Egg Rolls can be used as appetizers, a side dish, or even if you like them a lot, as a main dish.

I used to wonder how they were made and how hard they could be to do. My Texas sister showed me one day. We had some canned meat (pork, chicken, turkey, shrimp seem to work best) that we shredded. She had me shred a head of regular cabbage (we didn’t want to get fancy and use Chinese cabbage). She also had some Chinese veggies in a can and bean sprouts in a can.

The shredded cabbage was slowly cooked in a pan with a little oil and seasoned with soy sauce when mostly done. The Chinese veggies and bean sprouts were also drained and then added when the cabbage was almost done. Mix it thoroughly to get all of the juices mixed. Fold in the shredded meat, add more soy sauce to taste. You could also add finely ground pepper if you want. When the cabbage is fully cooked, set the pot aside to slightly cool. When you get used to making these, you can vary the veggies used, and the flavorings used to have fun. Imagine chicken, bell peppers, onions. They would almost be like fajitas. You could add shredded cheese when rolling them up. YUM

Then get the packages of egg roll wrappers out of the fridge make a paste of flour and water for sealing the egg rolls them selves.

Sit all of this on the table and prepare to make egg rolls, and a mess.
Place a wrapper on a plate, place a spoonful of the mix on it. Slightly fold over two opposite corners on top of the spoonful of mix. Tuck a third corner over and around the mix, then roll up the egg roll until the wrapper has completely gone around. If it won’t go around, you have used too much stuffing mix, and might have to remove some in order to shape the egg roll. Use a dab of the flour paste to seal the last end onto the roll, set aside the completed roll and start on the next one.
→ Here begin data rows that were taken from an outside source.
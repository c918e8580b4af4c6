//! Paints widget appearances into page content and removes the fields.

use std::collections::HashSet;

use lopdf::content::{Content, Operation};
use lopdf::{Dictionary, Document, Object, ObjectId};
use prcard_core::{AppError, AppResult};
use tracing::debug;

use super::fields::collect_fields;
use super::objects::{
    Rect, acro_form_mut, add_page_resource, append_page_content, entry, internal, number, real,
};

/// Annotation flag bit for hidden annotations.
const HIDDEN_FLAG: i64 = 1 << 1;

/// Flattens every form field. Returns the number of widgets painted.
pub(super) fn flatten_fields(document: &mut Document) -> AppResult<usize> {
    let fields = collect_fields(document);
    let widgets: HashSet<ObjectId> = fields
        .iter()
        .flat_map(|field| field.widgets.iter().copied())
        .collect();
    let mut painted = 0;
    let mut resource_index = 0;

    for page_id in document.get_pages().into_values() {
        let annotations = page_annotations(document, page_id);
        if !annotations
            .iter()
            .any(|annotation| is_widget(annotation, &widgets))
        {
            continue;
        }

        let mut operations = Vec::new();
        let mut kept = Vec::new();
        for annotation in annotations {
            let Object::Reference(widget_id) = annotation else {
                kept.push(annotation);
                continue;
            };
            if !widgets.contains(&widget_id) {
                kept.push(annotation);
                continue;
            }
            let Some(placement) = widget_placement(document, widget_id) else {
                continue;
            };

            resource_index += 1;
            let name = format!("PrcFlat{resource_index}");
            add_page_resource(document, page_id, "XObject", &name, placement.appearance)?;
            operations.extend([
                Operation::new("q", vec![]),
                Operation::new("cm", placement.matrix.iter().copied().map(real).collect()),
                Operation::new("Do", vec![Object::Name(name.into_bytes())]),
                Operation::new("Q", vec![]),
            ]);
            painted += 1;
        }

        if !operations.is_empty() {
            let content = Content { operations }.encode().map_err(|error| {
                AppError::Internal(format!("failed to encode flattened fields: {error}"))
            })?;
            append_page_content(document, page_id, content)?;
        }

        let page = document.get_dictionary_mut(page_id).map_err(internal)?;
        if kept.is_empty() {
            page.remove(b"Annots");
        } else {
            page.set("Annots", Object::Array(kept));
        }
    }

    if let Some(form) = acro_form_mut(document) {
        form.set("Fields", Object::Array(Vec::new()));
        form.remove(b"XFA");
    }

    debug!(
        field_count = fields.len(),
        painted, "flattened form fields"
    );
    Ok(painted)
}

fn is_widget(annotation: &Object, widgets: &HashSet<ObjectId>) -> bool {
    matches!(annotation, Object::Reference(id) if widgets.contains(id))
}

fn page_annotations(document: &Document, page_id: ObjectId) -> Vec<Object> {
    document
        .get_dictionary(page_id)
        .ok()
        .and_then(|page| entry(document, page, b"Annots"))
        .and_then(|annotations| annotations.as_array().ok())
        .cloned()
        .unwrap_or_default()
}

struct WidgetPlacement {
    appearance: ObjectId,
    matrix: [f64; 6],
}

/// The normal appearance of a visible widget and the matrix that maps its
/// bounding box onto the widget rectangle.
fn widget_placement(document: &Document, widget_id: ObjectId) -> Option<WidgetPlacement> {
    let widget = document.get_dictionary(widget_id).ok()?;
    let flags = entry(document, widget, b"F").and_then(number).unwrap_or(0.0) as i64;
    if flags & HIDDEN_FLAG != 0 {
        return None;
    }

    let rect = Rect::from_object(document, widget.get(b"Rect").ok()?)?;
    let normal = entry(document, widget, b"AP")?
        .as_dict()
        .ok()?
        .get(b"N")
        .ok()?;

    let appearance = match normal {
        Object::Reference(id) => match document.get_object(*id).ok()? {
            Object::Stream(_) => *id,
            Object::Dictionary(states) => selected_state(widget, states)?,
            _ => return None,
        },
        Object::Dictionary(states) => selected_state(widget, states)?,
        _ => return None,
    };

    let bounding_box = document
        .get_object(appearance)
        .ok()?
        .as_stream()
        .ok()
        .and_then(|stream| stream.dict.get(b"BBox").ok())
        .and_then(|object| Rect::from_object(document, object))
        .unwrap_or(Rect {
            llx: 0.0,
            lly: 0.0,
            urx: rect.width(),
            ury: rect.height(),
        });

    let scale_x = if bounding_box.width() > 0.0 {
        rect.width() / bounding_box.width()
    } else {
        1.0
    };
    let scale_y = if bounding_box.height() > 0.0 {
        rect.height() / bounding_box.height()
    } else {
        1.0
    };

    Some(WidgetPlacement {
        appearance,
        matrix: [
            scale_x,
            0.0,
            0.0,
            scale_y,
            rect.llx - bounding_box.llx * scale_x,
            rect.lly - bounding_box.lly * scale_y,
        ],
    })
}

fn selected_state(widget: &Dictionary, states: &Dictionary) -> Option<ObjectId> {
    let state = widget.get(b"AS").ok()?.as_name().ok()?;
    states.get(state).ok()?.as_reference().ok()
}
//! Standard security handler, opened with the blank user password.
//!
//! Supports RC4 (`/V 1, 2`), RC4 or AES-128 crypt filters (`/V 4`) and
//! AES-256 (`/V 5`, revisions 5 and 6). Every string and stream in the object
//! graph is decrypted, including strings nested inside dictionaries and arrays.

use aes::cipher::block_padding::{NoPadding, Pkcs7};
use aes::cipher::{BlockDecryptMut, BlockEncryptMut, KeyIvInit};
use aes::{Aes128, Aes256};
use lopdf::{Dictionary, Document, Object, ObjectId};
use md5::{Digest, Md5};
use prcard_core::{AppError, AppResult};
use rc4::consts::{U5, U6, U7, U8, U9, U10, U11, U12, U13, U14, U15, U16};
use rc4::{KeyInit, Rc4, StreamCipher};
use sha2::{Sha256, Sha384, Sha512};
use tracing::debug;

/// Pads passwords for revisions 2 to 4.
pub(super) const PASSWORD_PADDING: [u8; 32] = [
    0x28, 0xBF, 0x4E, 0x5E, 0x4E, 0x75, 0x8A, 0x41, 0x64, 0x00, 0x4E, 0x56, 0xFF, 0xFA, 0x01,
    0x08, 0x2E, 0x2E, 0x00, 0xB6, 0xD0, 0x68, 0x3E, 0x80, 0x2F, 0x0C, 0xA9, 0xFE, 0x64, 0x53,
    0x69, 0x7A,
];

const AES_BLOCK: usize = 16;

/// Cipher applied to one class of objects (strings or streams).
#[derive(Debug, Clone, Copy, PartialEq, Eq)]
enum Cipher {
    Identity,
    Rc4,
    Aes128,
    Aes256,
}

impl Cipher {
    fn from_filter(name: &[u8]) -> AppResult<Self> {
        match name {
            b"None" | b"Identity" => Ok(Self::Identity),
            b"V2" => Ok(Self::Rc4),
            b"AESV2" => Ok(Self::Aes128),
            b"AESV3" => Ok(Self::Aes256),
            other => Err(unsupported(&format!(
                "crypt filter method /{}",
                String::from_utf8_lossy(other)
            ))),
        }
    }

    /// Decrypts `data` belonging to indirect object `id`.
    fn decrypt(self, file_key: &[u8], id: ObjectId, data: &[u8]) -> AppResult<Vec<u8>> {
        match self {
            Self::Identity => Ok(data.to_vec()),
            Self::Rc4 => rc4(&object_key(file_key, id, false), data),
            Self::Aes128 => aes_cbc_decrypt(&object_key(file_key, id, true), data),
            Self::Aes256 => aes_cbc_decrypt(file_key, data),
        }
    }
}

/// Encryption parameters read from the `/Encrypt` dictionary.
struct Handler {
    revision: i64,
    key_length: usize,
    owner: Vec<u8>,
    user: Vec<u8>,
    user_key: Vec<u8>,
    permissions: i64,
    encrypt_metadata: bool,
    strings: Cipher,
    streams: Cipher,
}

/// Decrypts every object of an encrypted document in place and removes the
/// `/Encrypt` entry. Documents that need a non-blank password fail with
/// `AppError::Validation`.
pub(super) fn decrypt_document(document: &mut Document) -> AppResult<()> {
    let encrypt_id = document.trailer.get(b"Encrypt").and_then(Object::as_reference).ok();
    let encrypt = encrypt_dictionary(document)?;
    let handler = Handler::parse(&encrypt)?;
    let first_id = document_id(document);
    let file_key = handler.authenticate_blank_user(&first_id)?;

    for (&id, object) in &mut document.objects {
        if Some(id) == encrypt_id {
            continue;
        }
        decrypt_object(object, id, &file_key, &handler)?;
    }

    if let Some(id) = encrypt_id {
        document.objects.remove(&id);
    }
    document.trailer.remove(b"Encrypt");
    debug!(
        revision = handler.revision,
        strings = ?handler.strings,
        streams = ?handler.streams,
        "decrypted document with blank password"
    );
    Ok(())
}

fn encrypt_dictionary(document: &Document) -> AppResult<Dictionary> {
    let object = document
        .trailer
        .get(b"Encrypt")
        .map_err(|_| unsupported("missing /Encrypt dictionary"))?;
    let object = match object {
        Object::Reference(id) => document
            .get_object(*id)
            .map_err(|_| unsupported("dangling /Encrypt reference"))?,
        other => other,
    };
    object
        .as_dict()
        .cloned()
        .map_err(|_| unsupported("/Encrypt is not a dictionary"))
}

fn document_id(document: &Document) -> Vec<u8> {
    match document.trailer.get(b"ID") {
        Ok(Object::Array(items)) => match items.first() {
            Some(Object::String(bytes, _)) => bytes.clone(),
            _ => Vec::new(),
        },
        _ => Vec::new(),
    }
}

fn integer(dictionary: &Dictionary, key: &[u8]) -> Option<i64> {
    dictionary.get(key).and_then(Object::as_i64).ok()
}

fn bytes(dictionary: &Dictionary, key: &[u8]) -> Vec<u8> {
    match dictionary.get(key) {
        Ok(Object::String(bytes, _)) => bytes.clone(),
        _ => Vec::new(),
    }
}

impl Handler {
    fn parse(encrypt: &Dictionary) -> AppResult<Self> {
        let filter = encrypt
            .get(b"Filter")
            .and_then(Object::as_name)
            .unwrap_or_default();
        if filter != b"Standard" {
            return Err(unsupported(&format!(
                "security handler /{}",
                String::from_utf8_lossy(filter)
            )));
        }

        let version = integer(encrypt, b"V").unwrap_or(0);
        let revision = integer(encrypt, b"R").unwrap_or(0);
        let (strings, streams, key_length) = match version {
            1 => (Cipher::Rc4, Cipher::Rc4, 5),
            2 | 3 => {
                let bits = integer(encrypt, b"Length").unwrap_or(40);
                (Cipher::Rc4, Cipher::Rc4, key_length_from_bits(bits)?)
            }
            4 => (
                crypt_filter(encrypt, b"StrF")?,
                crypt_filter(encrypt, b"StmF")?,
                16,
            ),
            5 => (
                crypt_filter(encrypt, b"StrF")?,
                crypt_filter(encrypt, b"StmF")?,
                32,
            ),
            other => return Err(unsupported(&format!("encryption version {other}"))),
        };
        if !(2..=6).contains(&revision) {
            return Err(unsupported(&format!("security handler revision {revision}")));
        }

        Ok(Self {
            revision,
            key_length,
            owner: bytes(encrypt, b"O"),
            user: bytes(encrypt, b"U"),
            user_key: bytes(encrypt, b"UE"),
            permissions: integer(encrypt, b"P").unwrap_or(0),
            encrypt_metadata: encrypt
                .get(b"EncryptMetadata")
                .and_then(Object::as_bool)
                .unwrap_or(true),
            strings,
            streams,
        })
    }

    /// Derives the file key from the blank user password, verifying it
    /// against `/U`.
    fn authenticate_blank_user(&self, first_id: &[u8]) -> AppResult<Vec<u8>> {
        let key = if self.revision >= 5 {
            self.modern_file_key()?
        } else {
            let key = legacy_file_key(
                self.revision,
                self.key_length,
                &self.owner,
                self.permissions,
                first_id,
                self.encrypt_metadata,
            );
            let expected = legacy_user_entry(self.revision, &key, first_id)?;
            let compared = if self.revision == 2 { 32 } else { 16 };
            if self.user.len() < compared || self.user[..compared] != expected[..compared] {
                return Err(password_required());
            }
            key
        };
        Ok(key)
    }

    fn modern_file_key(&self) -> AppResult<Vec<u8>> {
        if self.user.len() < 48 || self.user_key.len() < 32 {
            return Err(unsupported("truncated /U or /UE entry"));
        }
        let (hash, salts) = self.user.split_at(32);
        let (validation_salt, key_salt) = salts.split_at(8);
        let key_salt = &key_salt[..8];

        if self.revision_hash(validation_salt)? != hash {
            return Err(password_required());
        }
        let intermediate = self.revision_hash(key_salt)?;

        cbc::Decryptor::<Aes256>::new_from_slices(&intermediate, &[0; AES_BLOCK])
            .map_err(|error| AppError::Internal(format!("invalid AES-256 key: {error}")))?
            .decrypt_padded_vec_mut::<NoPadding>(&self.user_key[..32])
            .map_err(|_| AppError::Validation("document has a corrupt /UE entry".to_owned()))
    }

    /// Password hash of revision 5 (plain SHA-256) or 6 (hardened).
    fn revision_hash(&self, salt: &[u8]) -> AppResult<Vec<u8>> {
        if self.revision == 5 {
            return Ok(Sha256::digest(salt).to_vec());
        }
        hardened_hash(b"", salt, &[])
    }
}

fn key_length_from_bits(bits: i64) -> AppResult<usize> {
    if !(40..=128).contains(&bits) || bits % 8 != 0 {
        return Err(unsupported(&format!("key length {bits}")));
    }
    usize::try_from(bits / 8).map_err(|_| unsupported(&format!("key length {bits}")))
}

fn crypt_filter(encrypt: &Dictionary, key: &[u8]) -> AppResult<Cipher> {
    let name = encrypt
        .get(key)
        .and_then(Object::as_name)
        .unwrap_or(b"Identity".as_slice());
    if name == b"Identity" {
        return Ok(Cipher::Identity);
    }
    let method = encrypt
        .get(b"CF")
        .and_then(Object::as_dict)
        .and_then(|filters| filters.get(name))
        .and_then(Object::as_dict)
        .and_then(|filter| filter.get(b"CFM"))
        .and_then(Object::as_name)
        .unwrap_or(b"None".as_slice());
    Cipher::from_filter(method)
}

/// File key for revisions 2 to 4 (blank password).
pub(super) fn legacy_file_key(
    revision: i64,
    key_length: usize,
    owner: &[u8],
    permissions: i64,
    first_id: &[u8],
    encrypt_metadata: bool,
) -> Vec<u8> {
    let mut hasher = Md5::new();
    hasher.update(PASSWORD_PADDING);
    hasher.update(owner);
    hasher.update((permissions as u32).to_le_bytes());
    hasher.update(first_id);
    if revision >= 4 && !encrypt_metadata {
        hasher.update([0xFF; 4]);
    }
    let mut hash = hasher.finalize().to_vec();
    if revision >= 3 {
        for _ in 0..50 {
            hash = Md5::digest(&hash[..key_length]).to_vec();
        }
    }
    hash.truncate(key_length);
    hash
}

/// Expected `/U` value for the blank password, revisions 2 to 4.
pub(super) fn legacy_user_entry(revision: i64, key: &[u8], first_id: &[u8]) -> AppResult<Vec<u8>> {
    if revision == 2 {
        return rc4(key, &PASSWORD_PADDING);
    }

    let mut hasher = Md5::new();
    hasher.update(PASSWORD_PADDING);
    hasher.update(first_id);
    let mut entry = rc4(key, &hasher.finalize())?;
    for round in 1..=19_u8 {
        let round_key: Vec<u8> = key.iter().map(|byte| byte ^ round).collect();
        entry = rc4(&round_key, &entry)?;
    }
    entry.resize(32, 0);
    Ok(entry)
}

/// Revision 6 password hash: SHA-2 rounds keyed through AES-128-CBC.
fn hardened_hash(password: &[u8], salt: &[u8], user_entry: &[u8]) -> AppResult<Vec<u8>> {
    let mut hasher = Sha256::new();
    hasher.update(password);
    hasher.update(salt);
    hasher.update(user_entry);
    let mut key = hasher.finalize().to_vec();

    let mut round = 0_usize;
    loop {
        let block: Vec<u8> = [password, key.as_slice(), user_entry].concat();
        let repeated = block.repeat(64);
        let encrypted = cbc::Encryptor::<Aes128>::new_from_slices(&key[..16], &key[16..32])
            .map_err(|error| AppError::Internal(format!("invalid AES-128 key: {error}")))?
            .encrypt_padded_vec_mut::<NoPadding>(&repeated);

        let selector = encrypted[..16]
            .iter()
            .map(|byte| u32::from(*byte))
            .sum::<u32>()
            % 3;
        key = match selector {
            0 => Sha256::digest(&encrypted).to_vec(),
            1 => Sha384::digest(&encrypted).to_vec(),
            _ => Sha512::digest(&encrypted).to_vec(),
        };

        round += 1;
        let last = encrypted.last().copied().map_or(0, usize::from);
        if round >= 64 && last + 32 <= round {
            break;
        }
    }

    key.truncate(32);
    Ok(key)
}

/// Per-object key for RC4 and AES-128 (`sAlT` suffix).
pub(super) fn object_key(file_key: &[u8], id: ObjectId, aes: bool) -> Vec<u8> {
    let mut hasher = Md5::new();
    hasher.update(file_key);
    hasher.update(&id.0.to_le_bytes()[..3]);
    hasher.update(id.1.to_le_bytes());
    if aes {
        hasher.update(b"sAlT");
    }
    let mut key = hasher.finalize().to_vec();
    key.truncate((file_key.len() + 5).min(16));
    key
}

fn decrypt_object(
    object: &mut Object,
    id: ObjectId,
    file_key: &[u8],
    handler: &Handler,
) -> AppResult<()> {
    match object {
        Object::String(bytes, _) => {
            *bytes = handler.strings.decrypt(file_key, id, bytes)?;
        }
        Object::Array(items) => {
            for item in items {
                decrypt_object(item, id, file_key, handler)?;
            }
        }
        Object::Dictionary(dictionary) => {
            for (_, value) in dictionary.iter_mut() {
                decrypt_object(value, id, file_key, handler)?;
            }
        }
        Object::Stream(stream) => {
            for (_, value) in stream.dict.iter_mut() {
                decrypt_object(value, id, file_key, handler)?;
            }
            let kind = stream.dict.get(b"Type").and_then(Object::as_name).ok();
            let plain_metadata = !handler.encrypt_metadata && kind == Some(b"Metadata".as_slice());
            if kind != Some(b"XRef".as_slice()) && !plain_metadata {
                let content = handler.streams.decrypt(file_key, id, &stream.content)?;
                stream.set_content(content);
            }
        }
        _ => {}
    }
    Ok(())
}

/// RC4 keystream applied to `data`; keys are 5 to 16 bytes.
pub(super) fn rc4(key: &[u8], data: &[u8]) -> AppResult<Vec<u8>> {
    let mut output = data.to_vec();

    macro_rules! apply {
        ($($length:literal => $size:ty),+ $(,)?) => {
            match key.len() {
                $($length => Rc4::<$size>::new_from_slice(key)
                    .map(|mut cipher| cipher.apply_keystream(&mut output))
                    .map_err(|error| AppError::Internal(format!("invalid RC4 key: {error}")))?,)+
                other => return Err(unsupported(&format!("RC4 key of {other} bytes"))),
            }
        };
    }
    apply!(
        5 => U5, 6 => U6, 7 => U7, 8 => U8, 9 => U9, 10 => U10,
        11 => U11, 12 => U12, 13 => U13, 14 => U14, 15 => U15, 16 => U16,
    );

    Ok(output)
}

/// AES-CBC with the IV in the first block and PKCS#7 padding.
fn aes_cbc_decrypt(key: &[u8], data: &[u8]) -> AppResult<Vec<u8>> {
    if data.len() < AES_BLOCK {
        return Ok(Vec::new());
    }
    let (iv, ciphertext) = data.split_at(AES_BLOCK);
    let plain = match key.len() {
        16 => cbc::Decryptor::<Aes128>::new_from_slices(key, iv)
            .map_err(|error| AppError::Internal(format!("invalid AES-128 key: {error}")))?
            .decrypt_padded_vec_mut::<Pkcs7>(ciphertext),
        32 => cbc::Decryptor::<Aes256>::new_from_slices(key, iv)
            .map_err(|error| AppError::Internal(format!("invalid AES-256 key: {error}")))?
            .decrypt_padded_vec_mut::<Pkcs7>(ciphertext),
        other => return Err(unsupported(&format!("AES key of {other} bytes"))),
    };
    plain.map_err(|_| AppError::Validation("encrypted object has invalid padding".to_owned()))
}

fn unsupported(detail: &str) -> AppError {
    AppError::Validation(format!("unsupported PDF encryption: {detail}"))
}

fn password_required() -> AppError {
    AppError::Validation("document is encrypted and cannot be opened without a password".to_owned())
}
Heat up some oil in a frying pan until it is hot. Gently place egg rolls into the pan to fry. Turning occasionally to avoid burning. When they are golden brown, they are done. Remember that the stuffing is already cooked, you are just cooking the wrapper.

These egg rolls can be frozen when cooked completely and microwaved later to heat them up. Each batch of egg rolls will make quite a few, if you have a big family, they can help with the preparation, and will probably have fun doing so. Imagination would be the only limit. Left overs could also be used when making these. With Thanksgiving and Christmas coming up, left over turkey is handy.

I wonder if this can be done with fruit, too? Good thought…..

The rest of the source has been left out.